SkafteNicki · Borda · web-flow · commit d3996ad32e63 · 2025-09-02T18:20:52.000+02:00
* improve gpu_faq
* add per device text
* header
* Apply suggestions from code review


---------

Co-authored-by: Jirka Borovec &lt;6035284+Borda@users.noreply.github.com&gt;
diff --git a/docs/source-pytorch/accelerators/gpu_faq.rst b/docs/source-pytorch/accelerators/gpu_faq.rst
@@ -5,31 +5,71 @@
 GPU training (FAQ)
 ==================
 
-******************************************************************
-How should I adjust the learning rate when using multiple devices?
-******************************************************************
+***************************************************************
+How should I adjust the batch size when using multiple devices?
+***************************************************************
 
-When using distributed training make sure to modify your learning rate according to your effective
-batch size.
+Lightning automatically shards your data across multiple GPUs, meaning that each device only sees a unique subset of your
+data, but the `batch_size` in your DataLoader remains the same. This means that the effective batch size e.g. the
+total number of samples processed in one forward/backward pass is
 
-Let's say you have a batch size of 7 in your dataloader.
+.. math::
 
-.. testcode::
+    \text{Effective Batch Size} = \text{DataLoader Batch Size} \times \text{Number of Devices} \times \text{Number of Nodes}
 
-    class LitModel(LightningModule):
-        def train_dataloader(self):
-            return Dataset(..., batch_size=7)
-
-Whenever you use multiple devices and/or nodes, your effective batch size will be 7 * devices * num_nodes.
+A couple of examples to illustrate this:
 
 .. code-block:: python
 
-    # effective batch size = 7 * 8
+    dataloader = DataLoader(..., batch_size=7)
+
+    # Single GPU: effective batch size = 7
+    Trainer(accelerator="gpu", devices=1)
+
+    # Multi-GPU: effective batch size = 7 * 8 = 56
     Trainer(accelerator="gpu", devices=8, strategy=...)
 
-    # effective batch size = 7 * 8 * 10
+    # Multi-node: effective batch size = 7 * 8 * 10 = 560
     Trainer(accelerator="gpu", devices=8, num_nodes=10, strategy=...)
 
+In general you should be able to use the same `batch_size` in your DataLoader regardless of the number of devices you are
+using.
+
+.. note::
+
+    If you want distributed training to work exactly the same as single GPU training, you need to set the `batch_size`
+    in your DataLoader to `original_batch_size / num_devices` to maintain the same effective batch size.

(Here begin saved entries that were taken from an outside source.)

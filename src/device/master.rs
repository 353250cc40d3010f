//! The master sector's static header (spec.md §3, §6): a CBOR tuple
//! `[version=0, master_secret: bstr(64), master_counter: bstr(16)]`,
//! sealed under a key derived from the user PRK, wrapped in a
//! [`CborBox`], with a 4-byte big-endian length prefix.

use serde_bytes::ByteBuf;
use zeroize::Zeroize;

use crate::crypto::{kdf, CborBox, CryptoProvider};
use crate::error::{Error, Result, VefsError};

pub const MASTER_SECRET_LEN: usize = 64;
pub const MASTER_COUNTER_LEN: usize = 16;

pub struct StaticHeader {
    pub master_secret: [u8; MASTER_SECRET_LEN],
    pub master_counter: [u8; MASTER_COUNTER_LEN],
}

type Tuple = (u32, ByteBuf, ByteBuf);

impl StaticHeader {
    fn to_plaintext(&self) -> Result<Vec<u8>> {
        let tuple: Tuple = (0, ByteBuf::from(self.master_secret.to_vec()), ByteBuf::from(self.master_counter.to_vec()));
        let mut out = Vec::new();
        ciborium::into_writer(&tuple, &mut out).map_err(|_| Error::from(VefsError::Bad(std::io::Error::other("cbor encode"))))?;
        Ok(out)
    }

    fn from_plaintext(bytes: &[u8]) -> Result<Self> {
        let (version, secret, counter): Tuple =
            ciborium::from_reader(bytes).map_err(|_| Error::from(VefsError::CorruptIndexEntry))?;
        if version != 0 || secret.len() != MASTER_SECRET_LEN || counter.len() != MASTER_COUNTER_LEN {
            return Err(VefsError::CorruptIndexEntry.into());
        }
        let mut master_secret = [0u8; MASTER_SECRET_LEN];
        master_secret.copy_from_slice(&secret);
        let mut master_counter = [0u8; MASTER_COUNTER_LEN];
        master_counter.copy_from_slice(&counter);
        Ok(StaticHeader { master_secret, master_counter })
    }

    /// Derives the sealing key from `user_prk` and `salt` and seals the
    /// static header, returning the on-disk bytes of the `cbor_box`
    /// (without the 4-byte length prefix — the caller writes that).
    pub fn seal(&self, provider: &dyn CryptoProvider, user_prk: &[u8; 32], salt: [u8; 32]) -> Result<Vec<u8>> {
        let plaintext = self.to_plaintext()?;
        let mut key_material = vec![0u8; provider.key_material_size()];
        kdf::kdf(&mut key_material, user_prk, &[salt.as_slice()])?;
        let mut ciphertext = vec![0u8; plaintext.len()];
        let mut mac = [0u8; 16];
        provider.box_seal(&mut ciphertext, &mut mac, &key_material, &plaintext)?;
        CborBox { salt, mac, ciphertext }.encode()
    }

    /// Attempts to decrypt a sealed static header. Returns
    /// [`VefsError::TagMismatch`] (mapped by the caller to
    /// [`VefsError::WrongUserPrk`]) on authentication failure.
    pub fn open(provider: &dyn CryptoProvider, user_prk: &[u8; 32], sealed: &[u8]) -> Result<Self> {
        let boxed = CborBox::decode(sealed)?;
        let mut key_material = vec![0u8; provider.key_material_size()];
        kdf::kdf(&mut key_material, user_prk, &[boxed.salt.as_slice()])?;
        let mut plaintext = vec![0u8; boxed.ciphertext.len()];
        provider.box_open(&mut plaintext, &key_material, &boxed.ciphertext, &boxed.mac)?;
        Self::from_plaintext(&plaintext)
    }
}

impl Drop for StaticHeader {
    fn drop(&mut self) {
        self.master_secret.zeroize();
    }
}

#[cfg(test)]
mod tests {
    use super::*;
    use crate::crypto::Aes256GcmSivProvider;

    #[test]
    fn seal_open_round_trip() {
        let provider = Aes256GcmSivProvider::new();
        let header = StaticHeader { master_secret: [9u8; 64], master_counter: [0u8; 16] };
        let sealed = header.seal(&provider, &[1u8; 32], [2u8; 32]).unwrap();
        let opened = StaticHeader::open(&provider, &[1u8; 32], &sealed).unwrap();
        assert_eq!(opened.master_secret, header.master_secret);
        assert_eq!(opened.master_counter, header.master_counter);
    }

    #[test]
    fn wrong_prk_fails_to_authenticate() {
        let provider = Aes256GcmSivProvider::new();
        let header = StaticHeader { master_secret: [9u8; 64], master_counter: [0u8; 16] };
        let sealed = header.seal(&provider, &[1u8; 32], [2u8; 32]).unwrap();
        assert!(StaticHeader::open(&provider, &[9u8; 32], &sealed).is_err());
    }
}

However, this
+    can lead to poor GPU utilization.
+
+----
+
+******************************************************************
+How should I adjust the learning rate when using multiple devices?

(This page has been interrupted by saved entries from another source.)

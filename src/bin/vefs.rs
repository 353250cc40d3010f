//! Command-line driver for the five archive sub-commands of spec.md §6.
//! Talks to the library purely through the [`Archive`] (C10) facade; holds
//! no crypto or tree logic of its own. `RUST_LOG` controls verbosity via
//! `env_logger` when the `cli` feature (default-on) is enabled.

use std::fs;
use std::path::{Path, PathBuf};
use std::process::ExitCode;

use clap::{Parser, Subcommand};

use vefs::index::OpenFlags;
use vefs::{Archive, ArchiveConfig, Error, ErrorDetail, Result, VefsError};

#[derive(Debug, Parser)]
#[clap(name = "vefs")]
#[clap(about = "Inspect and manipulate vefs encrypted archives", long_about = None)]
struct Cli {
    #[clap(subcommand)]
    command: Command,
}

#[derive(Debug, Subcommand)]
enum Command {
    /// Open the archive read-only and verify every path resolves.
    Validate(ValidateArgs),
    /// Decrypt every file in the archive into a host directory.
    ExtractAll(ExtractAllArgs),
    /// Decrypt the named files into a host directory.
    Extract(ExtractArgs),
    /// Write the archive's personalization area out to a host file.
    ExtractPersonalization(ExtractPersonalizationArgs),
    /// Create or overwrite files in the archive from a host directory.
    Upsert(UpsertArgs),
}

#[derive(Debug, clap::Args)]
struct ValidateArgs {
    /// Path to the archive's host file
    archive: PathBuf,
    /// Path to a file holding the raw 32-byte pre-shared root key
    #[clap(long)]
    prk_file: PathBuf,
}

#[derive(Debug, clap::Args)]
struct ExtractAllArgs {
    archive: PathBuf,
    /// Host directory to decrypt every archive path into
    dir: PathBuf,
    #[clap(long)]
    prk_file: PathBuf,
}

#[derive(Debug, clap::Args)]
struct ExtractArgs {
    archive: PathBuf,
    /// Archive paths to decrypt
    #[clap(required = true)]
    paths: Vec<String>,
    /// Host directory to write the decrypted files into
    #[clap(long)]
    to: PathBuf,
    #[clap(long)]
    prk_file: PathBuf,
}

#[derive(Debug, clap::Args)]
struct ExtractPersonalizationArgs {
    archive: PathBuf,
    /// Host file to write the personalization area's bytes into
    #[clap(long)]
    to: PathBuf,
    #[clap(long)]
    prk_file: PathBuf,
}

#[derive(Debug, clap::Args)]
struct UpsertArgs {
    archive: PathBuf,
    /// Archive paths to create or overwrite
    #[clap(required = true)]
    paths: Vec<String>,
    /// Host directory to read the new contents from, one file per path
    #[clap(long)]
    from: PathBuf,
    #[clap(long)]
    prk_file: PathBuf,
}

#[cfg(feature = "cli")]
fn init_logging() {
    env_logger::init();
}

#[cfg(not(feature = "cli"))]
fn init_logging() {}

fn read_prk(path: &Path) -> Result<[u8; 32]> {
    let bytes = fs::read(path)?;
    bytes
        .try_into()
        .map_err(|_| Error::with_detail(VefsError::InvalidArgument, ErrorDetail::default().with_path(path.display().to_string())))
}

fn host_path(dir: &Path, archive_path: &str) -> PathBuf {
    dir.join(archive_path.trim_start_matches('/'))
}

fn extract_one(archive: &Archive, archive_path: &str, dest: &Path) -> Result<()> {
    let file = archive.open_file(archive_path, OpenFlags::READ)?;
    let extent = file.maximum_extent();
    let mut data = vec![0u8; extent as usize];
    let n = file.read(&mut data, 0)?;
    data.truncate(n);
    if let Some(parent) = dest.parent() {
        fs::create_dir_all(parent)?;
    }
    fs::write(dest, data)?;
    archive.close_file(archive_path);
    Ok(())
}

fn run_validate(args: ValidateArgs) -> Result<()> {
    let prk = read_prk(&args.prk_file)?;
    Archive::validate(&args.archive, &prk, ArchiveConfig::default())?;
    log::info!("{} validated", args.archive.display());
    Ok(())
}

fn run_extract_all(args: ExtractAllArgs) -> Result<()> {
    let prk = read_prk(&args.prk_file)?;
    let archive = Archive::open(&args.archive, &prk, ArchiveConfig::default())?;
    fs::create_dir_all(&args.dir)?;
    for path in archive.list() {
        let dest = host_path(&args.dir, &path);
        extract_one(&archive, &path, &dest)?;
        log::debug!("extracted {path}");
    }
    Ok(())
}

fn run_extract(args: ExtractArgs) -> Result<()> {
    let prk = read_prk(&args.prk_file)?;
    let archive = Archive::open(&args.archive, &prk, ArchiveConfig::default())?;
    fs::create_dir_all(&args.to)?;
    for path in &args.paths {
        let dest = host_path(&args.to, path);
        extract_one(&archive, path, &dest)?;
        log::debug!("extracted {path}");
    }
    Ok(())
}

fn run_extract_personalization(args: ExtractPersonalizationArgs) -> Result<()> {
    let prk = read_prk(&args.prk_file)?;
    let archive = Archive::open(&args.archive, &prk, ArchiveConfig::default())?;
    let data = archive.personalization()?;
    if let Some(parent) = args.to.parent() {
        fs::create_dir_all(parent)?;
    }
    fs::write(&args.to, data)?;
    Ok(())
}

/// Creates or overwrites `archive_path` from `host_file`. On any failure
/// past the point of opening the handle, erases the path again so a failed
/// upsert never leaves a half-written file behind (spec.md §6).
fn upsert_one(archive: &Archive, archive_path: &str, host_file: &Path) -> Result<()> {
    let data = fs::read(host_file)?;
    let existed = archive.query(archive_path).is_ok();
    let file = archive.open_file(archive_path, OpenFlags::CREATE | OpenFlags::WRITE)?;
    let result = file.truncate(data.len() as u64).and_then(|_| file.write(&data, 0));
    if let Err(err) = result {
        archive.close_file(archive_path);
        if !existed {
            let _ = archive.erase(archive_path);
        }
        return Err(err);
    }
    archive.close_file(archive_path);
    Ok(())
}

fn run_upsert(args: UpsertArgs) -> Result<()> {
    let prk = read_prk(&args.prk_file)?;
    let archive = Archive::open(&args.archive, &prk, ArchiveConfig::default())?;
    for path in &args.paths {
        let host_file = host_path(&args.from, path);
        upsert_one(&archive, path, &host_file)?;
        log::debug!("upserted {path}");
    }
    archive.commit()?;
    Ok(())
}

fn run(command: Command) -> Result<()> {
    match command {
        Command::Validate(args) => run_validate(args),
        Command::ExtractAll(args) => run_extract_all(args),
        Command::Extract(args) => run_extract(args),
        Command::ExtractPersonalization(args) => run_extract_personalization(args),
        Command::Upsert(args) => run_upsert(args),
    }
}

fn main() -> ExitCode {
    init_logging();
    let cli = Cli::parse();
    match run(cli.command) {
        Ok(()) => ExitCode::SUCCESS,
        Err(err) => {
            log::error!("{err}");
            eprintln!("vefs: {err}");
            ExitCode::FAILURE
        }
    }
}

+******************************************************************
+
+Because the effective batch size is larger when using multiple devices, you need to adjust your learning rate
+accordingly. Because the learning rate is a hyperparameter that controls how much to change the model in response to
+the estimated error each time the model weights are updated, it is important to scale it with the effective batch size.
+
+In general, there are two common scaling rules:
+
+1. **Linear scaling**: Increase the learning rate linearly with the number of devices.
+
+    .. code-block:: python
+
+        # Example: Linear scaling
+        base_lr = 1e-3
+        num_devices = 8
+        scaled_lr = base_lr * num_devices  # 8e-3
+
+2. **Square root scaling**: Increase the learning rate by the square root of the number of devices.
+
+    .. code-block:: python
+
+        # Example: Square root scaling
+        base_lr = 1e-3
+        num_devices = 8
+        scaled_lr = base_lr * (num_devices ** 0.5)  # 2.83e-3
 
 .. note:: Huge batch sizes are actually really bad for convergence. Check out:
         `Accurate, Large Minibatch SGD: Training ImageNet in 1 Hour <https://arxiv.org/abs/1706.02677>`_
diff --git a/docs/source-pytorch/common/trainer.rst b/docs/source-pytorch/common/trainer.rst
@@ -510,6 +510,7 @@ limit_train_batches
 
 How much of training dataset to check.
 Useful when debugging or testing something that happens at the end of an epoch.
+Value is per device.
 
 .. testcode::
 
@@ -535,7 +536,7 @@ limit_test_batches
     :width: 400
     :muted:
 
-How much of test dataset to check.
+How much of test dataset to check. Value is per device.
 
 .. testcode::
 
@@ -560,6 +561,7 @@ limit_val_batches
 
 How much of validation dataset to check.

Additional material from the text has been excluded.